Interdisziplinäre und interprofessionelle Zusammenarbeit
Gerade weil es sehr komplexe Fälle gebe und sich die Therapieformen und Hilfsmittel ständig weiter entwickeln, seien optimale Prozesse jeden Tag entscheidend, erläuterten der Chief Medical Officer der Rehaklinik Bellikon, Dr. med. Christian Sturzenegger, Dr. Peter Erhart, Leiter Unternehmensentwicklung/Qualitätsmanagement und Renée Bolzern, Leiterin Ressort Therapien Rehaklinik Bellikon. Es brauche konzeptionelle Partnerschaften, interprofessionelles Vorgehen und enges Zusammenarbeiten zwischen Akut- und Rehakliniken.
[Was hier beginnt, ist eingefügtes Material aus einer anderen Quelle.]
use redis::{aio::MultiplexedConnection, Client};

#[derive(Clone)]
pub struct RedisClient {
    pub conn: MultiplexedConnection,
}

impl RedisClient {
    pub async fn new(redis_url: &str) -> redis::RedisResult<Self> {
        let client = Client::open(redis_url)?;
        let conn = client.get_multiplexed_tokio_connection().await?;
        Ok(RedisClient { conn })
    }

    // стартовая проверка соединения
    pub async fn ping(&self) -> redis::RedisResult<()> {
        let mut conn = self.conn.clone();
        let _: String = redis::cmd("PING").query_async(&mut conn).await?;
        Ok(())
    }
}
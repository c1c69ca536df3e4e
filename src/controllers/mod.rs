pub mod reservations;
pub mod units;

use axum::Router;
use std::sync::Arc;

pub fn routes() -> Router<Arc<crate::AppState>> {
    Router::new()
        .merge(units::routes())
        .merge(reservations::routes())
}
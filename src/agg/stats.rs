use super::{bucketing::Accumulator, Avg};
use crate::error::{ValidationError, ValidationErrorKind};
use crate::{reading::Reading, sensor::Sensor, sensor::SensorType, Value};
use serde::Serialize;
use std::collections::BTreeMap;

/// Summary of a set of sensors and their readings in a period.
#[derive(Clone, Debug, Default, PartialEq, Serialize)]
#[serde(rename_all = "camelCase")]
pub struct SensorStats {
    /// Number of sensors
    pub total_sensors: usize,

    /// Number of sensors with status `active`
    pub active_count: usize,

    /// Number of other sensors
    pub inactive_count: usize,

    /// Number of readings in the period
    pub readings_in_period: usize,

    /// Mean value per sensor type over the whole period
    pub averages: BTreeMap<SensorType, Value>,
}

impl SensorStats {
    /// Summarizes sensors and readings.
    ///
    /// Types without readings have no average.
    ///
    /// # Errors
    ///
    /// Returns an error if a reading's value is not finite.
    pub fn compute(sensors: &[Sensor], readings: &[Reading]) -> Result<Self, ValidationError> {
        let mut accu = Accumulator::default();

        for (idx, reading) in readings.iter().enumerate() {
            if !reading.value.is_finite() {
                return Err(ValidationError::new(
                    idx,
                    Some(&reading.sensor_id),
                    ValidationErrorKind::NonFiniteValue(reading.value),
                ));
            }

            accu.push::<Avg>(reading.sensor_type, reading.value);
        }

        let active_count = sensors.iter().filter(|s| s.is_active()).count();

        Ok(Self {
            total_sensors: sensors.len(),
            active_count,
            inactive_count: sensors.len() - active_count,
            readings_in_period: readings.len(),
            averages: accu.finish::<Avg>().collect(),
        })
    }
}
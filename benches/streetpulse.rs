use chrono::{DateTime, TimeDelta, Utc};
use criterion::{criterion_group, criterion_main, Criterion};
use streetpulse::{
    agg::aggregate, Database, MemorySource, NewReading, NewSensor, Reading, ReadingSource,
    SensorType,
};

fn readings(n: usize, start: DateTime<Utc>) -> Vec<Reading> {
    (0..n)
        .map(|idx| {
            let sensor_type = SensorType::ALL[idx % SensorType::ALL.len()];
            Reading::new(
                format!("{sensor_type}-{}", idx % 20),
                sensor_type,
                (idx % 100) as f64,
                start + TimeDelta::seconds(idx as i64 * 13),
            )
        })
        .collect()
}

fn truncate(c: &mut Criterion) {
    let ts = streetpulse::now();

    c.bench_function("truncate", |b| {
        b.iter(|| streetpulse::truncate(&ts));
    });
}

fn aggregate_readings(c: &mut Criterion) {
    let start = streetpulse::now() - TimeDelta::days(7);

    for n in [1_000, 100_000] {
        let readings = readings(n, start);

        c.bench_function(&format!("aggregate ({n} readings)"), |b| {
            b.iter(|| aggregate(&readings).unwrap());
        });
    }
}

fn memory_query(c: &mut Criterion) {
    let now = streetpulse::now();
    let source = MemorySource::new(readings(100_000, now - TimeDelta::days(14)));

    c.bench_function("timeseries (memory, 7d)", |b| {
        b.iter(|| source.timeseries().range("7d").now(now).collect().unwrap());
    });
}

fn write_reading(c: &mut Criterion) {
    c.bench_function("write single", |b| {
        let dir = tempfile::tempdir().unwrap();
        let db = Database::new(&dir).unwrap();

        let sensor = db
            .create_sensor(NewSensor::new("bench", SensorType::Traffic, 0.0, 0.0))
            .unwrap();

        let mut ts = streetpulse::now();

        b.iter(|| {
            db.write(NewReading::new(&sensor.id, 52.74, ts)).unwrap();
            ts += TimeDelta::microseconds(1);
        });
    });
}

fn db_query(c: &mut Criterion) {
    c.bench_function("timeseries (db, 24h)", |b| {
        let dir = tempfile::tempdir().unwrap();
        let db = Database::new(&dir).unwrap();
        let now = streetpulse::now();

        for sensor_type in SensorType::ALL {
            let sensor = db
                .create_sensor(NewSensor::new("bench", sensor_type, 0.0, 0.0))
                .unwrap();

            for minute in 0..(24 * 60) {
                db.write(NewReading::new(
                    &sensor.id,
                    f64::from(minute),
                    now - TimeDelta::minutes(minute.into()),
                ))
                .unwrap();
            }
        }

        b.iter(|| db.timeseries().range("24h").now(now).collect().unwrap());
    });
}

criterion_group!(
    benches,
    truncate,
    aggregate_readings,
    memory_query,
    write_reading,
    db_query,
);
criterion_main!(benches);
Strukturell seien erstklassige bildgebende Verfahren, die technische Orthopädie und robotergesteuerte Therapien zu erwähnen, während es bei den Prozessen um interdisziplinäres und interprofessionelles Zusammenarbeiten und schliesslich bei der Ergebnisqualität um Reintegration, Patientenzufriedenheit und optimale Koordination mit sozialen Stellen wie der IV gehe.
«Unfallrehabilitation bleibt auch in Zukunft sehr individuell», zog Dr. Gianni Roberto Rossi, CEO Rehaklinik Bellikon, ein Fazit. «Entscheidend bleibt das Faktum, wie gut sich unsere Patienten im Leben und Beruf wieder zurechtfinden. Komplexe Unfallrehabilitation ist Reha plus. Nur mit einem ganzheitlichen Denken und einem auf die spezifischen Bedürfnisse zugeschnittenen Angebot können wir die Anforderungen an Qualität und Effizienz in Zukunft erfüllen. Es bleibt zu hoffen, dass die Versicherungen zukünftig auch beim Produkt der komplexen Unfallrehabilitation Leistungserbringer berücksichtigen, welche die entsprechenden Anforderungen erfüllen – genau so, wie sie es heute auch bei anderen Produkten machen.»